Die Naturerbeflächen sind Teil des Verbreitungsschwerpunktes für die genannten geschützten Arten. Ebenso sind hier Fischotter und Biber ansässig, auch die stark bedrohte Rotbauchunke sowie der Kammmolch leben hier.  
 

Bestehende Planungen

Derzeit wird vom Landesamt für Umwelt, Gesundheit und Verbraucherschutz ein Managementplan für das FFH-Gebiet „Beetzseerinne und Niederungen“ erarbeitet.

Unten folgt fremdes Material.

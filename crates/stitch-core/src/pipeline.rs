//! Per-invocation instrumentation pipeline.

use std::collections::BTreeMap;
use std::path::PathBuf;

use tracing::{debug, warn};

use crate::classify::classify_sources;
use crate::emit::{self, Emitter};
use crate::error::Result;
use crate::instrument::Instrumenter;
use crate::probe::ProbeSpec;
use crate::rewrite::rewrite_args;
use crate::session::ParseSession;

/// One compile invocation's instrumentation run.
///
/// Owns everything the stages need, so concurrently running wrapper
/// processes share no state. [`Pipeline::run`] never fails: any stage error
/// collapses to the original argument list, keeping the wrapped build
/// intact.
pub struct Pipeline {
    spec: ProbeSpec,
    build_dir: PathBuf,
}

impl Pipeline {
    pub fn new(spec: ProbeSpec, build_dir: impl Into<PathBuf>) -> Self {
        Self {
            spec,
            build_dir: build_dir.into(),
        }
    }

    /// Runs classify → load → instrument → emit → rewrite over one argument
    /// list. Returns the rewritten list, or a copy of the original when
    /// nothing applies or any stage fails.
    pub fn run(&self, args: &[String]) -> Vec<String> {
        match self.try_run(args) {
            Ok(Some(rewritten)) => rewritten,
            Ok(None) => args.to_vec(),
            Err(error) => {
                warn!(%error, "instrumentation abandoned, forwarding original arguments");
                args.to_vec()
            }
        }
    }

    fn try_run(&self, args: &[String]) -> Result<Option<Vec<String>>> {
        if self.spec.is_empty() {
            debug!("no probe targets configured");
            return Ok(None);
        }

        let sources = classify_sources(args);
        if sources.is_empty() {
            debug!("no source files in argument list");
            return Ok(None);
        }

        // Validate the probe templates before any file is parsed or mutated.
        let instrumenter = Instrumenter::new(&self.spec)?;
        let mut session = ParseSession::load(&sources)?;
        debug!(files = session.len(), "parse session loaded");

        let emitter = Emitter::new(&self.build_dir);
        let mut substitutions = BTreeMap::new();
        for (seq, unit) in session.units_mut().iter_mut().enumerate() {
            if instrumenter.instrument_unit(unit) == 0 {
                continue;
            }
            if emit::is_test_only(&unit.path) {
                debug!(path = %unit.path.display(), "skipping test-only source");
                continue;
            }
            // The emitted copy lives under the build dir; a file whose `mod`
            // or `include!` items resolve relative to its own location would
            // not compile from there, and a partially instrumented package
            // is worse than none.
            if !emit::is_relocatable(&unit.file) {
                warn!(
                    path = %unit.path.display(),
                    "file declares path-anchored items, forwarding original arguments"
                );
                return Ok(None);
            }
            let written = emitter.write_unit(unit, seq)?;
            substitutions.insert(unit.arg_index, written);
        }

        if substitutions.is_empty() {
            debug!("no targets matched, nothing to rewrite");
            return Ok(None);
        }
        Ok(Some(rewrite_args(args, &substitutions)))
    }
}
//! Handlers for intercepted toolchain invocations.

pub mod compile;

Leitbild und Naturschutzziele für das Teilgebiet „Päwesiner Lötz“:

  • Verbesserung des Erhaltungszustands der Gewässer im "Päwesiner Lötz", z.B. durch Reduzierung des Nährstoffeintrags über die einmündenden Gräben, um einen größeren Artenreichtum an Wasserpflanzen zu erhalten
  • Verbesserung der Brutsituation für zahlreiche im Gebiet brütende Wasservögel durch die Anhebung des Wasserstands im Sommer
  • Förderung der Amphibienvorkommen (wie z.B. Rotbauchunke und Kammmolch) im Randbereich des "Päwesiner Lötzes" durch die Anhebung des Sommerwasserstands
  • Erhaltung der vorhandenen Röhrichtbestände
  • Erhaltung der Niedermoorböden und Verbesserung der Standortbedingungen
  • Erhaltung und Förderung der Fischotter- und Biberpopulation
  • Umbau der naturfernen Forsten und Wälder zu einem naturnahen Mischwald mit heimischen und standortgerechten Baumarten; die Naturerbeflächen werden nach Umwandlung der Pappelforste in naturnahe Waldgesellschaften mit Baumarten der potentiell natürlichen Vegetation nach Möglichkeit als Naturentwicklungsgebiet sich selbst überlassen. Bereits vorhandenes Laubholz wird  durch Naturverjüngung gefördert.

 

Die Umsetzung der aufgeführten Naturschutzziele ist von besonderer Bedeutung, um diesen wichtigen Baustein im Biotopverbund der Niederungen entlang der Havel zu erhalten und zu verbessern.
Das außerhalb des FFH-Gebietes liegende Flurstück 145 wird gemäß Managementplan entwickelt bzw. bei Bedarf als Tauschfläche verwendet.